# SWF 1502 - C/C Board & Thread Board Check! ???



## JEllis (Jul 15, 2011)

I have an SWF 1502 and my control panel just stopped booting all the way. It gets an error message "System Initialize!" but never completes. If I unplug the control panel and replug it in it will get past the System Initialize! message and then locks up with a message that says: "C/C Board & Thread Board Check!" I tried to contact SWF and I can say that I was less than happy with the experience of dealing with them. Since I am new in this business I am unexperienced with the standard of customer service across embroidery manufacturers, but if I treated my customers in a similar manner I would quickly be out of business.
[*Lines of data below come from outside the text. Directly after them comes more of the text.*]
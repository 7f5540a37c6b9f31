// Web-Modul für die HTTP Control Surface

// HTML-Datei zur Compile-Zeit einbinden
// Die Datei wird direkt ins Binary eingebettet
pub const INDEX_HTML: &str = include_str!("index.html");
#![allow(dead_code)]

use std::cell::RefCell;
use std::rc::Rc;

use vista_compiler::{
    Compiler, CompilerConfig, Descriptor, Directive, DirectiveError, DirectiveRegistry, Scope,
};
use vista_core::LiveBinding;
use vista_dom::Node;

pub type Log = Rc<RefCell<Vec<String>>>;

pub fn new_log() -> Log {
    Rc::new(RefCell::new(Vec::new()))
}

pub fn entries(log: &Log) -> Vec<String> {
    log.borrow().clone()
}

/// Records every bind and dispose as `bind name=expr` / `dispose name=expr`.
pub struct Recorder {
    log: Log,
    priority: i32,
    terminal: bool,
    retain: bool,
    fail: bool,
}

impl Recorder {
    pub fn new(log: &Log) -> Self {
        Self {
            log: log.clone(),
            priority: 0,
            terminal: false,
            retain: false,
            fail: false,
        }
    }

    pub fn priority(mut self, priority: i32) -> Self {
        self.priority = priority;
        self
    }

    pub fn terminal(mut self) -> Self {
        self.terminal = true;
        self
    }

    pub fn retain(mut self) -> Self {
        self.retain = true;
        self
    }

    pub fn failing(mut self) -> Self {
        self.fail = true;
        self
    }
}

struct RecordedBinding {
    label: String,
    log: Log,
}

impl LiveBinding for RecordedBinding {
    fn dispose(&self) {
        self.log.borrow_mut().push(format!("dispose {}", self.label));
    }
}

impl Directive for Recorder {
    fn priority(&self) -> i32 {
        self.priority
    }

    fn is_terminal(&self) -> bool {
        self.terminal
    }

    fn retain_attribute(&self) -> bool {
        self.retain
    }

    fn bind(
        &self,
        _scope: &Scope<'_>,
        _node: &Node,
        descriptor: &Descriptor,
    ) -> Result<Box<dyn LiveBinding>, DirectiveError> {
        if self.fail {
            return Err(DirectiveError::new("record refused"));
        }
        let label = format!("{}={}", descriptor.name, descriptor.expression);
        self.log.borrow_mut().push(format!("bind {label}"));
        Ok(Box::new(RecordedBinding {
            label,
            log: self.log.clone(),
        }))
    }
}

/// Built-ins plus a plain `record` directive at priority 0.
pub fn recording_compiler(log: &Log) -> Compiler {
    let mut registry = DirectiveRegistry::with_builtins();
    registry.register("record", Recorder::new(log));
    Compiler::new(registry, CompilerConfig::default().with_diagnostics(true))
}
use std::cell::RefCell;
use std::rc::Rc;

use vista_dom::Node;

use crate::config::CompilerConfig;
use crate::descriptor::{Descriptor, ResolvedDescriptor};
use crate::diagnostics::Diagnostic;
use crate::error::LinkError;
use crate::registry::DirectiveRegistry;
use crate::unit::{CompiledUnit, LinkTarget};

/// Compiles node trees into [`CompiledUnit`]s. Stateless per call apart from
/// the collected diagnostics.
pub struct Compiler {
    registry: Rc<DirectiveRegistry>,
    config: CompilerConfig,
    diagnostics: RefCell<Vec<Diagnostic>>,
}

impl Compiler {
    pub fn new(registry: DirectiveRegistry, config: CompilerConfig) -> Self {
        Self {
            registry: Rc::new(registry),
            config,
            diagnostics: RefCell::new(Vec::new()),
        }
    }

    /// Built-in directives, default configuration.
    pub fn with_builtins() -> Self {
        Self::new(DirectiveRegistry::with_builtins(), CompilerConfig::default())
    }

    pub fn config(&self) -> &CompilerConfig {
        &self.config
    }

    pub fn registry(&self) -> &DirectiveRegistry {
        &self.registry
    }

    /// Diagnostics collected so far (empty unless enabled in the config).
    pub fn diagnostics(&self) -> Vec<Diagnostic> {
        self.diagnostics.borrow().clone()
    }

    pub fn take_diagnostics(&self) -> Vec<Diagnostic> {
        std::mem::take(&mut *self.diagnostics.borrow_mut())
    }

    /// Resolve against the registry, diagnosing unknown names.
    pub(crate) fn resolve(&self, node: &Node, descriptor: Descriptor) -> Option<ResolvedDescriptor> {
        if !self.registry.contains(&descriptor.name) {
            if self.config.diagnostics {
                let diagnostic = Diagnostic::UnknownDirective {
                    name: descriptor.name.clone(),
                    attribute: descriptor.source_attr.clone(),
                    node: node.id(),
                };
                tracing::warn!(%diagnostic, "directive skipped");
                self.diagnostics.borrow_mut().push(diagnostic);
            }
            return None;
        }
        self.registry.resolve(descriptor)
    }

    /// Compile a node and, unless its own unit is terminal, its subtree.
    /// `None` when nothing in the subtree needs a binding.
    pub fn compile(&self, node: &Node) -> Option<CompiledUnit> {
        let node_unit = self.compile_node(node);
        let child_unit = if descends(node, node_unit.as_ref()) {
            self.compile_nodes(&node.children())
        } else {
            None
        };

        let unit = match (node_unit, child_unit) {
            (None, None) => None,
            (Some(unit), None) | (None, Some(unit)) => Some(unit),
            (Some(node_unit), Some(child_unit)) => Some(CompiledUnit::new(
                false,
                node_unit.priority(),
                move |scope, target| {
                    let live = target.node()?;
                    node_unit.link(scope, LinkTarget::Node(live))?;
                    child_unit.link(scope, LinkTarget::Node(live))
                },
            )),
        };
        tracing::debug!(node = %node.id(), compiled = unit.is_some(), "compiled tree");
        unit
    }

    /// Compile an ordered collection of sibling nodes into one unit that
    /// expects a live collection of the same length.
    pub fn compile_nodes(&self, nodes: &[Node]) -> Option<CompiledUnit> {
        let mut pairs: Vec<(Option<CompiledUnit>, Option<CompiledUnit>)> =
            Vec::with_capacity(nodes.len());
        for node in nodes {
            let node_unit = self.compile_node(node);
            let child_unit = if descends(node, node_unit.as_ref()) {
                self.compile_nodes(&node.children())
            } else {
                None
            };
            pairs.push((node_unit, child_unit));
        }

        let live = pairs
            .iter()
            .filter(|(n, c)| n.is_some() || c.is_some())
            .count();
        if live == 0 {
            return None;
        }

        Some(CompiledUnit::new(false, 0, move |scope, target| {
            let nodes = target.collection();
            if nodes.len() != pairs.len() {
                return Err(LinkError::StructuralMismatch {
                    expected: pairs.len(),
                    found: nodes.len(),
                });
            }
            for ((node_unit, child_unit), node) in pairs.iter().zip(&nodes) {
                if let Some(unit) = node_unit {
                    unit.link(scope, LinkTarget::Node(node))?;
                }
                if let Some(unit) = child_unit {
                    unit.link(scope, LinkTarget::Node(node))?;
                }
            }
            Ok(())
        }))
    }
}

/// Children get their own pass unless the node's unit owns them, the node is
/// an opaque script body, or there are none.
fn descends(node: &Node, node_unit: Option<&CompiledUnit>) -> bool {
    !node_unit.is_some_and(CompiledUnit::is_terminal)
        && !node.has_tag("script")
        && node.has_children()
}
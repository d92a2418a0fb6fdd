/// Attribute prefix marking a directive invocation, e.g. `v-show="open"`.
pub const DEFAULT_PREFIX: &str = "v-";

#[derive(Debug, Clone, PartialEq, Eq)]
pub struct CompilerConfig {
    pub prefix: String,
    /// Record and log non-fatal compile diagnostics (unknown directives).
    pub diagnostics: bool,
}

impl Default for CompilerConfig {
    fn default() -> Self {
        Self {
            prefix: DEFAULT_PREFIX.to_string(),
            diagnostics: false,
        }
    }
}

impl CompilerConfig {
    pub fn with_prefix(mut self, prefix: impl Into<String>) -> Self {
        self.prefix = prefix.into();
        self
    }

    pub fn with_diagnostics(mut self, enabled: bool) -> Self {
        self.diagnostics = enabled;
        self
    }
}
use std::fmt;

use vista_dom::NodeId;

/// Non-fatal compile-time findings. Only collected when
/// [`CompilerConfig::diagnostics`](crate::CompilerConfig) is on.
#[derive(Debug, Clone, PartialEq, Eq)]
pub enum Diagnostic {
    UnknownDirective {
        name: String,
        /// Triggering attribute; `None` for text interpolation.
        attribute: Option<String>,
        node: NodeId,
    },
}

impl fmt::Display for Diagnostic {
    fn fmt(&self, f: &mut fmt::Formatter<'_>) -> fmt::Result {
        match self {
            Diagnostic::UnknownDirective {
                name,
                attribute: Some(attr),
                node,
            } => write!(f, "unknown directive `{name}` (attribute `{attr}` on node {node})"),
            Diagnostic::UnknownDirective { name, node, .. } => {
                write!(f, "unknown directive `{name}` on node {node}")
            }
        }
    }
}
Needless to say I need a solution to get the control panel back to being responsive otherwise I have a very expensive boat anchor for sale. If anyone has access to a owners manual or a technicians manual or any documentation there seems to be a scarcity of this info available. Normally you should be able to find technical manuals for about anything on the internet. Please help with any info to get me pointed in the right direction so I can get back to embroidery. Thanks


----------



## HeathersTailor (Jun 14, 2011)

I have a compact 1501 and have not encounter this error before. When you turn it on, do you get all green lights on the computer? Is this a new or used maching?


----------



## Reaznwears (4 mo ago)

Please were you able to get a solution to this problem?


----------